During the 1940s Butenandt did research into the eye-color defects characteristic of certain insects. His research proved that certain genes controlled the blending of enzymes necessary for the different metabolic processes, and that changes in those genes could result in metabolic defects. Metabolism refers to the physical and chemical processes that take place inside a living organism and that are necessary for the continuance of life. The idea that certain genes caused these processes was a new one and one that revolutionized scientific thought. During the course of this research, in 1945 Butenandt moved to Tübingen to teach at the Physiological Chemistry department at the university there.

Isolated Pheromones

In 1956 Butenandt moved to Münich where he taught at the department of physiological chemistry at the prestigious University of Münich. At that same time he took on the role of director of the university's Institute of Physiological Chemistry, a position he held until 1960. In 1959 Butenandt and his fellow researchers managed to isolate the hormone that produces sexual attractants in the silkworm moth. This was the first recorded observation of what would later be known as pheromones, the important chemicals that not only cause physical attraction between animals, but also influences the actions or development of other animals of the same species. At around the same time Butenandt became the first scientist to crystallize the insect hormone ecdysone. Ecdysone is a steroid hormone that supports growth in insects and crustaceans and manages the process of shedding and molting characteristic of insects and crustaceans. In 1960 Butenandt moved on to become the president of the Max Planck Society at Münich. He held this position for two terms, leaving in 1972 at the time of his retirement.

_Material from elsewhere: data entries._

//! Port listing.

use anyhow::Result;
use bmsboot::{
    Connector, NativeConnector, PortInfo, SerialConfig, default_candidates, describe_port,
    scan_ports,
};
use console::style;

use crate::Cli;

fn list(connector: &dyn Connector, scan: bool, baud: Option<u32>) -> Result<Vec<PortInfo>> {
    let known = connector.list_ports()?;
    if !scan {
        return Ok(known);
    }

    let mut config = SerialConfig::default();
    if let Some(baud) = baud {
        config.baud_rate = baud;
    }
    let found = scan_ports(connector, &config, default_candidates(connector), None);
    Ok(found
        .into_iter()
        .map(|name| {
            known
                .iter()
                .find(|p| p.name == name)
                .cloned()
                .unwrap_or_else(|| PortInfo::named(name))
        })
        .collect())
}

/// List-ports command implementation.
pub(crate) fn cmd_list_ports(cli: &Cli, scan: bool, json: bool) -> Result<()> {
    let ports = list(&NativeConnector, scan, cli.baud)?;

    if json {
        println!("{}", serde_json::to_string_pretty(&ports)?);
        return Ok(());
    }

    if ports.is_empty() {
        if !cli.quiet {
            eprintln!("{} No serial ports found", style("⚠").yellow());
        }
        return Ok(());
    }
    for port in &ports {
        println!("{}", describe_port(port));
    }
    Ok(())
}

Over the course of his career Butenandt garnered several awards along with his Nobel Prize in Chemistry. He was awarded several medals and prizes from England, Germany, France, and Sweden, and he was awarded the Grand Cross for Federal Services with Star in 1959. He also was awarded honorary doctorates from the universities of Münich, Graz, Leeds, Madrid and Tübingen, as well as from Cambridge University. Butenandt was also honored with the appointment of Freeman of the city of Bremerhaven, a title that involved him in the politics of his birthplace. He was a corresponding member of the Academy of Sciences at Göttingen, and an honorary life member of the New York Academy of Sciences. In recognition of his many scientific accomplishments, he was also made an honorary member of the Japanese Biochemical Society, the Deutsche Akademie der Naturforscher Leopoldina, Halle, and the Austrian Academy of Sciences. Alongside these many honors, Butenandt held membership in the Pour le Mérite order for science and the arts in Germany, and received the Adolf von Harnack gold medal from the Max Planck Association for the Advancement of Science.

Butenandt died on January 18, 1995, in Münich-Obermenzing. In commemoration of a long and successful life in chemistry, the University of Münich named their molecular biology unit after the chemist; that facility is now called the Adolf-Butenandt-Institut Molekularbiologie. Much of the scientific community's understanding of sex hormones can be traced back to Butenandt and his research.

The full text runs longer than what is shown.